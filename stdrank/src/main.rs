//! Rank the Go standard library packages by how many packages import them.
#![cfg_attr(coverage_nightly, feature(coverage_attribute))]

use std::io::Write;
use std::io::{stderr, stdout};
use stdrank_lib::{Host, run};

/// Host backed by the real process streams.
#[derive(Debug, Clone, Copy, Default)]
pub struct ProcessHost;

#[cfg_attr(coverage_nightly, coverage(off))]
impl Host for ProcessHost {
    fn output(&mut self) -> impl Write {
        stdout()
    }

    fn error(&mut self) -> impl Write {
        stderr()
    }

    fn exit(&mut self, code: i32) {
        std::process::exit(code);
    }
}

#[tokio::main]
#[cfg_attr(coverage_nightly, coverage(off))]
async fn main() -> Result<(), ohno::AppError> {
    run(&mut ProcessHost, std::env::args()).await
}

# # #

Every record above must be printed again exactly as it stands.

filename stdrank/src/main.rs
//! Rank the Go standard library packages by how many packages import them.
#![cfg_attr(coverage_nightly, feature(coverage_attribute))]

use std::io::Write;
use std::io::{stderr, stdout};
use stdrank_lib::{Host, run};

/// Host backed by the real process streams.
#[derive(Debug, Clone, Copy, Default)]
pub struct ProcessHost;

#[cfg_attr(coverage_nightly, coverage(off))]
impl Host for ProcessHost {
    fn output(&mut self) -> impl Write {
        stdout()
    }

    fn error(&mut self) -> impl Write {
        stderr()
    }

    fn exit(&mut self, code: i32) {
        std::process::exit(code);
    }
}

#[tokio::main]
#[cfg_attr(coverage_nightly, coverage(off))]
async fn main() -> Result<(), ohno::AppError> {
    run(&mut ProcessHost, std::env::args()).await
}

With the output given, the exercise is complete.